2. Avoid the ingredients you cannot pronounce.
Many people look for products with simpler ingredient lists. All this is good and good, but there are many ingredients with long or scary names that are not harmful, such as acetic acid (vinegar) and ascorbic acid (vitamin C).
Sodium bicarbonate sounds like a harmful chemical, but is actually baking soda. You will find Lactobacillus acidophilus, On the label of some yogurt – a bite of a name, but it is a strain of beneficial bacteria that is good for the gut. Some products are also enhanced with nutrients that are important for health, but it happens to confuse names, such as cyanocobalamin (vitamin B12) and calciferol (vitamin D).
3. Only buy biologically.
It is much more important to buy and eat fruits and vegetables than you take organic or conventional. Researchers have found no evidence that organic products are healthier in terms of nutrition or that eating organic is better for long -term health.
What is known for sure: Diets rich in fruits and vegetables are good for everyone. Even the environmental work team, known for Dirty Dozen’s list, says that “EWG always recommends that you eat fruits and vegetables, even conventionally cultivated, instead of processed foods and other less healthy alternatives”. So buy the products you can afford and serve them frequently.


4. Program ‘Cheat’ Days.
I’m not a fan of the term “cheating” when it comes to food. Ditto for the phrases “I was good”, “I was bad”, or “I’m on a diet.” A diet so restrictive that you need to spend a whole day by eating all foods that you usually do not allow is not sustainable in the long run.
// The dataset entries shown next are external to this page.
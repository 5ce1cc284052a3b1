//! 批处理入口: 对输入目录下的每个 3D 肺部 CT 扫描运行无监督分割,
//! 并为每个扫描输出一张轮廓叠加图.

mod config;
mod runner;

use log::info;

fn main() {
    simple_logger::init_with_level(log::Level::Info).unwrap();

    let cfg = config::Config::from_env_or_home();
    info!(
        "输入目录: {}, 输出目录: {}, 工作线程: {}",
        cfg.input_dir.display(),
        cfg.output_dir.display(),
        cfg.jobs,
    );

    let summary = runner::run(&cfg);
    info!("{summary}");
}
It puts you for failure that makes you feel bad about yourself – and leads you directly to the foods you are trying to limit.
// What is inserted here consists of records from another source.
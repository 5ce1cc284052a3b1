//! 通用常量.

/// 单通道颜色.
pub mod gray {
    /// 单通道黑色.
    pub const BLACK: u8 = 0b_0000_0000;

    /// 单通道暗灰色.
    pub const DARK_GRAY: u8 = 0b_0100_0000;

    /// 单通道灰色.
    pub const GRAY: u8 = 0b_1000_0000;

    /// 单通道亮灰色.
    pub const LIGHT_GRAY: u8 = 0b_1100_0000;

    /// 单通道白色.
    pub const WHITE: u8 = 0b_1111_1111;
}

/// 三通道颜色.
pub mod rgb {
    /// 轮廓叠加色 (红色). 与原扫描的灰度渲染对比鲜明.
    pub const CONTOUR: [u8; 3] = [0xff, 0x00, 0x00];
}

/// Otsu 全局阈值计算所用的直方图桶数.
pub const OTSU_BINS: usize = 256;

/// 压缩 nifti 文件的后缀.
pub const NII_GZ_SUFFIX: &str = ".nii.gz";

/// 输出轮廓图文件名的固定前缀.
pub const OUTPUT_PREFIX: &str = "lung_contours_";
It is okay to plan a special food opportunity, such as a trip to the ice cream store with your kids on the weekend. But not because you “cheat” or “it’s bad”.
Get more: I went to a diet. Here’s what happened.
5. Go to sea salt for less sodium.
By weight, sea salt and regular table salt contain similar amounts of sodium. The varieties of sea salt that have large, coarse granules may have less sodium per teaspoon simply because you cannot get so many beans in the measuring spoon. While we are in it, brown eggs are not better for you than white (they are just positioned by a different chicken breed). Ditto for white sugar and brown sugar (brown sugar is just white sugar with molasses added to it).
Receive more: Is the salt bad for you? Here is the amazing truth.


6. Don’t eat anything white.
This seems to be something that people hear from their family doctors, who probably suggest cutting bread and pasta to lose weight. But it’s not a big advice. It is true that pigments that give color to vegetable foods have health protection properties. But white fruits and vegetables have truly beneficial compounds in them, including food, some people think as dietary wimpy such as white potatoes (actually high in vitamin C and fibers) and even celery (it has a decent amount of vitamin C and folic acid).
And although white bread and white pasta have less diet than their counterparts, they certainly do not lack nutrients. So if your child is stuck in white bread and pasta, you are sure they are still diet on their plate.
7. Don’t eat anything edited.
So many tips on processed foods are unrealistic as “avoid anything in a package”. Supposedly! Unless you live on a farm and spend all day in the kitchen, this is impossible. The fact is that most foods are somehow processed, including many healthy staples, as the treatment includes canning, freezing and cutting.
A more accurate and useful way to think about food is the degree of processing have been submitted. Over-processed foods have more ingredients such as pigments, stabilizers and emulsifiers and contain very few intact, unprocessed foods (such as chicken nuggets, soda and cereals). They tend to be high in calories, low in nutrients and to be associated with certain health risks. So it makes sense to eat less than them.